Colors and Math
This was quite a rabbit hole, I entered it after a short confusion about the properties of color and it absorbed me for a whole evening and night. I tried to reason my way through with basic linear algebra and figured I should package it into a post, as color theory is a great toy example to intuitively grasp some fundamental math concepts.
This post will test your spatial cognition. Why? Because I will not provide much visualization (I am lazy). And mental imagination is more fun anyways. So what the fuck are colors and where do they come from?
The Input Signal
Colors are a modeled property of light. Photons come in different nanometer wavelenghts, determining the energy level. However, colors are not just a specific wavelength range as commonly assumed. Otherwise magenta would not exist, as it is a mix of short (blue) and long (red) wavelengths. We actually receive whole spectral power distributions of light and map those to colors.
Those power distributions are sensed by 3 types of cones (L=long, M=medium, S=short) and one type of rod (R).
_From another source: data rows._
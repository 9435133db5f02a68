//! Centralized theme and styling values for the viewer UI
//!
//! Single source of truth for the explorer column palette and the colors and
//! dimensions of the overlays drawn on top of the 3D viewport.

use egui::{Color32, Vec2};
use once_cell::sync::Lazy;

/// Column backgrounds, indexed by `depth % COLUMN_PALETTE.len()`
pub const COLUMN_PALETTE: [Color32; 32] = [
    Color32::from_rgb(0x41, 0xB3, 0xA3),
    Color32::from_rgb(0xC3, 0x8D, 0x9E),
    Color32::from_rgb(0xE8, 0xA8, 0x7C),
    Color32::from_rgb(0x85, 0xDC, 0xB0),
    Color32::from_rgb(0xE2, 0x7D, 0x60),
    Color32::from_rgb(0x65, 0x9D, 0xBD),
    Color32::from_rgb(0xDA, 0xAD, 0x86),
    Color32::from_rgb(0xFB, 0xEE, 0xC1),
    Color32::from_rgb(0x5C, 0xDB, 0x95),
    Color32::from_rgb(0x97, 0xCA, 0xEF),
    Color32::from_rgb(0xAF, 0xD2, 0x75),
    Color32::from_rgb(0xFF, 0x63, 0x47),
    Color32::from_rgb(0xE6, 0x19, 0x4B),
    Color32::from_rgb(0x3C, 0xB4, 0x4B),
    Color32::from_rgb(0xFF, 0xE1, 0x19),
    Color32::from_rgb(0x43, 0x63, 0xD8),
    Color32::from_rgb(0xF5, 0x82, 0x31),
    Color32::from_rgb(0x91, 0x1E, 0xB4),
    Color32::from_rgb(0x46, 0xF0, 0xF0),
    Color32::from_rgb(0xF0, 0x32, 0xE6),
    Color32::from_rgb(0xBC, 0xF6, 0x0C),
    Color32::from_rgb(0xFA, 0xBE, 0xBE),
    Color32::from_rgb(0x00, 0x80, 0x80),
    Color32::from_rgb(0xE6, 0xBE, 0xFF),
    Color32::from_rgb(0x9A, 0x63, 0x24),
    Color32::from_rgb(0xFF, 0xFA, 0xC8),
    Color32::from_rgb(0x80, 0x00, 0x00),
    Color32::from_rgb(0xAA, 0xFF, 0xC3),
    Color32::from_rgb(0x80, 0x80, 0x00),
    Color32::from_rgb(0xFF, 0xD8, 0xB1),
    Color32::from_rgb(0x00, 0x00, 0x75),
    Color32::from_rgb(0x80, 0x80, 0x80),
];

/// Background color for the explorer column at `depth`
pub fn column_color(depth: usize) -> Color32 {
    COLUMN_PALETTE[depth % COLUMN_PALETTE.len()]
}

/// Color palette for the viewer chrome
pub struct Colors {
    // Explorer entries
    pub entry_text: Color32,
    pub entry_active_fill: Color32,
    pub entry_active_text: Color32,

    // Overlays
    pub overlay_background: Color32,
    pub overlay_text: Color32,
    pub error_text: Color32,
    pub panel_background: Color32,
}

impl Colors {
    /// Get the default color palette
    pub fn default() -> Self {
        Self {
            entry_text: Color32::from_rgb(20, 20, 20),
            entry_active_fill: Color32::from_rgba_unmultiplied(0, 0, 0, 90),
            entry_active_text: Color32::WHITE,

            overlay_background: Color32::from_rgba_unmultiplied(0, 0, 0, 160),
            overlay_text: Color32::from_rgb(240, 240, 240),
            error_text: Color32::from_rgb(255, 110, 90),
            panel_background: Color32::from_rgb(0xF1, 0xF1, 0xF1),
        }
    }
}

/// Dimension constants for the viewer chrome
pub struct Dimensions {
    pub entry_height: f32,
    pub entry_padding: Vec2,
    pub overlay_rounding: u8,
    pub overlay_margin: i8,
    pub spinner_size: f32,
}

impl Dimensions {
    /// Get the default dimensions
    pub fn default() -> Self {
        Self {
            entry_height: 20.0,
            entry_padding: Vec2::new(8.0, 2.0),
            overlay_rounding: 6,
            overlay_margin: 12,
            spinner_size: 48.0,
        }
    }
}

/// Complete theme containing all styling constants
pub struct Theme {
    pub colors: Colors,
    pub dimensions: Dimensions,
}

impl Theme {
    /// Get the default theme
    pub fn default() -> Self {
        Self {
            colors: Colors::default(),
            dimensions: Dimensions::default(),
        }
    }
}

static GLOBAL_THEME: Lazy<Theme> = Lazy::new(Theme::default);

/// Get the global theme
pub fn theme() -> &'static Theme {
    &GLOBAL_THEME
}

pub fn colors() -> &'static Colors {
    &theme().colors
}

pub fn dimensions() -> &'static Dimensions {
    &theme().dimensions
}

#[cfg(test)]
mod tests {
    use super::*;

    #[test]
    fn test_column_color_cycles() {
        assert_eq!(column_color(0), COLUMN_PALETTE[0]);
        assert_eq!(column_color(31), COLUMN_PALETTE[31]);
        assert_eq!(column_color(32), COLUMN_PALETTE[0]);
        assert_eq!(column_color(33), column_color(1));
    }
}
//! Panels making up the viewer window

mod explorer;
mod viewport;

pub use explorer::{ExplorerAction, ExplorerPanel};
pub use viewport::{ViewportModel, ViewportPanel};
https://de.wikipedia.org/wiki/Datei:Cone-absorbance-en.svg
The y-axis shows the relative efficiency of a cone/rod in absorbing photons at the given wavelength normalized by its max. L and M cones make up 90-95% of all photoreceptors, while S cones make up the rest. Furthermore, yellow pigment in the macula filters out a lot of the high-energy light, meaning the S cones receive even less signal. One reason why we filter out so much blue light is to protect us from its high energy, evolutionary this also plays into our cards as blue is a rare color in nature, while green is dominant and therefore higher color resolution is needed for green than for blue.
Why is blue rare? The core reason is molecular resilience: To appear blue, a pigment must possess a molecular structure capable of absorbing low-energy, while reflecting high-energy. To absorb low-energy light (red/yellow), a molecule’s electrons must hold together loosely so they can be excited by weak, long-wavelength photons. However, these same loose electron bonds are easily shattered or permanently rearranged (photobleaching) when struck by high-energy blue photons. It is therefore chemically and metabolically expensive, and evolution selects against expensive solutions. Great! Us protecting against blue light is not giving us a disadvantage when navigating nature.
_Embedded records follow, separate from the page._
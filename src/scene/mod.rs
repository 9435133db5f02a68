//! Loaded model data: node hierarchy, meshes and materials

pub mod loader;
pub mod material;
pub mod mesh;
pub mod tree;

pub use loader::{load_model, load_model_from_slice, LoadedModel, ModelLoadJob};
pub use material::{Material, MaterialId, MaterialLibrary};
pub use mesh::{MeshData, MeshId, MeshLibrary, Vertex};
pub use tree::{HighlightState, NodeId, NodeKind, SceneNode, SceneTree, SceneTreeBuilder};
//! Per-frame snapshot handed to the GPU callback

use glam::{Mat4, Vec3};

use super::camera::Camera3D;
use super::environment::SceneEnvironment;
use crate::scene::{Material, MaterialLibrary, MeshId, SceneTree};

/// One mesh to draw with its world matrix and resolved material
#[derive(Debug, Clone, PartialEq)]
pub struct DrawItem {
    pub mesh: MeshId,
    pub model: Mat4,
    pub material: Material,
}

/// Immutable view of the scene for one frame
#[derive(Debug, Clone)]
pub struct FrameScene {
    pub view_proj: Mat4,
    pub inv_view_proj: Mat4,
    pub camera_position: Vec3,
    pub environment: SceneEnvironment,
    /// Opaque draws first, then translucent draws back to front
    pub draws: Vec<DrawItem>,
}

impl FrameScene {
    /// Snapshot with nothing but the sky and floor
    pub fn empty(camera: &Camera3D, environment: &SceneEnvironment) -> Self {
        let view_proj = camera.build_view_projection_matrix();
        Self {
            view_proj,
            inv_view_proj: view_proj.inverse(),
            camera_position: camera.position,
            environment: environment.clone(),
            draws: Vec::new(),
        }
    }

    pub fn build(
        camera: &Camera3D,
        environment: &SceneEnvironment,
        tree: &SceneTree,
        materials: &MaterialLibrary,
    ) -> Self {
        let mut frame = Self::empty(camera, environment);

        let mut opaque = Vec::new();
        let mut translucent = Vec::new();
        for (node, mesh) in tree.mesh_nodes() {
            let Some(material_id) = tree.node(node).material else {
                continue;
            };
            let material = *materials.get(material_id);
            let item = DrawItem {
                mesh,
                model: tree.world_transform(node),
                material,
            };
            if material.transparent || material.wireframe {
                let distance = item.model.transform_point3(Vec3::ZERO).distance_squared(camera.position);
                translucent.push((distance, item));
            } else {
                opaque.push(item);
            }
        }

        translucent.sort_by(|a, b| b.0.total_cmp(&a.0));
        frame.draws = opaque;
        frame.draws.extend(translucent.into_iter().map(|(_, item)| item));
        frame
    }
}

#[cfg(test)]
mod tests {
    use super::*;
    use crate::scene::{MeshId, SceneTreeBuilder};

    #[test]
    fn test_dimmed_parts_draw_after_opaque_parts() {
        let mut materials = MaterialLibrary::new();
        let solid = materials.add(Material::opaque([0.5, 0.5, 0.5, 1.0]));

        let mut builder = SceneTreeBuilder::new();
        let root = builder.root();
        let near = builder.add_mesh(root, "near", Mat4::from_translation(Vec3::new(0.0, 0.0, 4.0)), MeshId(0), solid);
        let far = builder.add_mesh(root, "far", Mat4::from_translation(Vec3::new(0.0, 0.0, -4.0)), MeshId(1), solid);
        builder.add_mesh(root, "kept", Mat4::IDENTITY, MeshId(2), solid);
        let mut tree = builder.build();
        tree.node_mut(near).material = Some(MaterialLibrary::DIMMED);
        tree.node_mut(far).material = Some(MaterialLibrary::DIMMED);

        let frame = FrameScene::build(&Camera3D::default(), &SceneEnvironment::default(), &tree, &materials);

        assert_eq!(frame.draws.len(), 3);
        assert!(!frame.draws[0].material.transparent);
        assert!(frame.draws[1].material.transparent);
        assert_eq!(frame.draws[0].mesh, MeshId(2));
        // Back to front: the far part first
        assert_eq!(frame.draws[1].mesh, MeshId(1));
        assert_eq!(frame.draws[2].mesh, MeshId(0));
    }
}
Ok so the cones are related to sensing the spectral power distribution of incoming light and parse it into bioelectrical signal for further processing. What is the role of the rods? Their absolute absorption is 2 to 3 magnitudes above the cone absorption efficiency, they can be triggered by single photons. That makes them extremely well suited for low-light vision, e.g. night vision, but as rods have no differentiation in wavelengths, they do not provide a compositional basis for color. Instead they are in a smoothed XOR relationship, bright light “bleaches” the rods, shifting the neural bus to the 3-channel cone system, while with low light only the rod signal is passed.
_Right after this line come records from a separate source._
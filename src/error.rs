//! Error types shared across the viewer

use std::fmt;
use std::path::PathBuf;

use crate::scene::NodeId;

/// Errors surfaced by the loader, the part explorer and the config layer
#[derive(Debug, Clone, PartialEq)]
pub enum ViewerError {
    /// The model asset could not be read or parsed
    LoadFailure { path: PathBuf, reason: String },
    /// Ancestor resolution walked off the top of the tree
    MissingNode { node: NodeId, depth: usize },
    /// A hover referenced an entry that is not in the column stack
    UnknownEntry { depth: usize, index: usize },
    /// The configuration file exists but could not be used
    Config { path: PathBuf, reason: String },
}

impl fmt::Display for ViewerError {
    fn fmt(&self, f: &mut fmt::Formatter<'_>) -> fmt::Result {
        match self {
            ViewerError::LoadFailure { path, reason } => {
                write!(f, "Failed to load model {}: {}", path.display(), reason)
            }
            ViewerError::MissingNode { node, depth } => {
                write!(f, "Node {} has no ancestor {} levels above its parent", node, depth)
            }
            ViewerError::UnknownEntry { depth, index } => {
                write!(f, "No entry {} in column {}", index, depth)
            }
            ViewerError::Config { path, reason } => {
                write!(f, "Invalid config {}: {}", path.display(), reason)
            }
        }
    }
}

impl std::error::Error for ViewerError {}

#[cfg(test)]
mod tests {
    use super::*;

    #[test]
    fn test_load_failure_message_names_path() {
        let err = ViewerError::LoadFailure {
            path: PathBuf::from("assets/missing.glb"),
            reason: "not found".to_string(),
        };
        let message = err.to_string();
        assert!(message.contains("assets/missing.glb"));
        assert!(message.contains("not found"));
    }
}
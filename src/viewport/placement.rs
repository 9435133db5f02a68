//! Where the model sits in the world, plus the optional intro spin

use glam::{Mat4, Quat, Vec3};

use crate::constants::intro;

/// Scale, yaw and height applied to the model root
#[derive(Debug, Clone, Copy, PartialEq)]
pub struct ModelPlacement {
    pub scale: f32,
    pub yaw: f32,
    pub offset_y: f32,
}

impl Default for ModelPlacement {
    fn default() -> Self {
        Self {
            scale: 2.0,
            yaw: 0.0,
            offset_y: -1.0,
        }
    }
}

impl ModelPlacement {
    pub fn matrix(&self, extra_yaw: f32) -> Mat4 {
        Mat4::from_scale_rotation_translation(
            Vec3::splat(self.scale),
            Quat::from_rotation_y(self.yaw + extra_yaw),
            Vec3::new(0.0, self.offset_y, 0.0),
        )
    }
}

/// Phase of the "drag to rotate" notice shown alongside the intro spin
#[derive(Debug, Clone, Copy, PartialEq, Eq)]
pub enum NoticePhase {
    Hidden,
    Shown,
    Fading,
}

/// Step-wise yaw animation played once after the model loads
#[derive(Debug, Clone)]
pub struct IntroSpin {
    enabled: bool,
    steps_done: u32,
    step_timer: f32,
    fade_timer: f32,
}

impl IntroSpin {
    pub fn new(enabled: bool) -> Self {
        Self {
            enabled,
            steps_done: 0,
            step_timer: 0.0,
            fade_timer: 0.0,
        }
    }

    /// Advance by `delta_seconds`
    pub fn update(&mut self, delta_seconds: f32) {
        if !self.enabled {
            return;
        }
        if self.steps_done < intro::STEPS {
            self.step_timer += delta_seconds;
            while self.step_timer >= intro::STEP_SECONDS && self.steps_done < intro::STEPS {
                self.step_timer -= intro::STEP_SECONDS;
                self.steps_done += 1;
            }
        } else {
            self.fade_timer += delta_seconds;
        }
    }

    /// Yaw added so far
    pub fn yaw(&self) -> f32 {
        self.steps_done as f32 * intro::STEP_ANGLE
    }

    pub fn notice(&self) -> NoticePhase {
        if !self.enabled {
            NoticePhase::Hidden
        } else if self.steps_done < intro::STEPS {
            NoticePhase::Shown
        } else if self.fade_timer < intro::NOTICE_FADE_SECONDS {
            NoticePhase::Fading
        } else {
            NoticePhase::Hidden
        }
    }

    /// Notice opacity in `0..=1`, falling linearly while fading
    pub fn notice_opacity(&self) -> f32 {
        match self.notice() {
            NoticePhase::Hidden => 0.0,
            NoticePhase::Shown => 1.0,
            NoticePhase::Fading => 1.0 - self.fade_timer / intro::NOTICE_FADE_SECONDS,
        }
    }
}

#[cfg(test)]
mod tests {
    use super::*;
    use std::f32::consts::PI;

    #[test]
    fn test_placement_lowers_and_scales_model() {
        let matrix = ModelPlacement::default().matrix(0.0);
        let origin = matrix.transform_point3(Vec3::ZERO);
        assert!((origin - Vec3::new(0.0, -1.0, 0.0)).length() < 1e-5);
        let unit = matrix.transform_vector3(Vec3::Y);
        assert!((unit.length() - 2.0).abs() < 1e-5);
    }

    #[test]
    fn test_placement_keeps_authored_facing() {
        let placement = ModelPlacement::default();
        assert_eq!(placement.yaw, 0.0);
        let front = placement.matrix(0.0).transform_vector3(Vec3::Z);
        assert!((front - Vec3::new(0.0, 0.0, 2.0)).length() < 1e-5);
        let turned = placement.matrix(PI).transform_vector3(Vec3::Z);
        assert!((turned - Vec3::new(0.0, 0.0, -2.0)).length() < 1e-5);
    }

    #[test]
    fn test_disabled_spin_never_moves() {
        let mut spin = IntroSpin::new(false);
        spin.update(10.0);
        assert_eq!(spin.yaw(), 0.0);
        assert_eq!(spin.notice(), NoticePhase::Hidden);
    }

    #[test]
    fn test_spin_completes_one_turn() {
        let mut spin = IntroSpin::new(true);
        assert_eq!(spin.notice(), NoticePhase::Shown);
        for _ in 0..300 {
            spin.update(0.01);
        }
        assert!((spin.yaw() - 2.0 * PI).abs() < 1e-4);
        assert_eq!(spin.notice(), NoticePhase::Fading);
        let opacity = spin.notice_opacity();
        assert!(opacity > 0.0 && opacity < 1.0);

        spin.update(1.0);
        assert_eq!(spin.notice(), NoticePhase::Hidden);
        assert_eq!(spin.notice_opacity(), 0.0);
    }
}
\[R \oplus (S \lor M \lor L)\]So yes: In the dark, all cats are grey.
Mapping Signal to Color: Color Bases
Let’s put our math fedoras on. The output, called photocurrent, of each cone is computed by the integral of the incoming spectral distribution against its own sensitivity curve. Integration can not retain all the original information, it is not injective, meaning different power distributions can map to the same output. This is one of the many reasons for the phenomenon of metamerism, which I will dedicate a chapter to in the later part of this post.
But how are the cone signals mapped to colors? This happens by recombining the three cone inputs in the retinal ganglion cells and the visual cortex into 3 orthogonal channels. The following transformation ignores the weights of the incoming signals and only shows the main signal sources to make later calculations cleanly imaginable w.l.o.g.
- Luminance: $Y = L + M$
- Red-Green: $RG = L - M$
- Blue-Yellow: $BY = S - (L+M)$
So there you have it: The opponent process model, the basis transformation for human color perception (At least for trichromats, we will come back to tetrachromats later on). In math terms, our brain diagonalizes the covariance structure via the luminance/RG/BY decomposition. This is pretty much like biologically implemented PCA: the opponent channels are close to the eigenvectors of the covariance matrix of natural image statistics in cone space!
But as a fellow color normie, I usually think in the RGB color basis. So let’s get a better intuition on the RGB basis, as well as the metrics for choosing a color basis and the mapping of the human color basis into RGB space.
As shown above the perceptible human colorspace is 3D (at least for trichromats). If we want to generate any color given 3 degrees of freedom we only need to define a non-colinear basis in human color space. Non-colinearity ensures that our 3 basis vectors span a volume in our 3D “Luminance, Red-Green, Blue-Yellow” space (here referred to as human color space). This makes a lot of weird combinations possible, we could have really short and closeby (i.e. minimally different colors), but non-colinear base to represent all colors. The practical limitation is the resolution of our sensors, our cones. Visualize that: what happens if the volume spanned by the basis vectors is small relative to the volume of visible color in human color space? The answer is that this means we need to multiply the bases by larger value ranges to cover the same space, i.e. our resolution would need to be higher to represent the same volume of color. This leads to a lower range of colors (Gamut) that can be reconstructed.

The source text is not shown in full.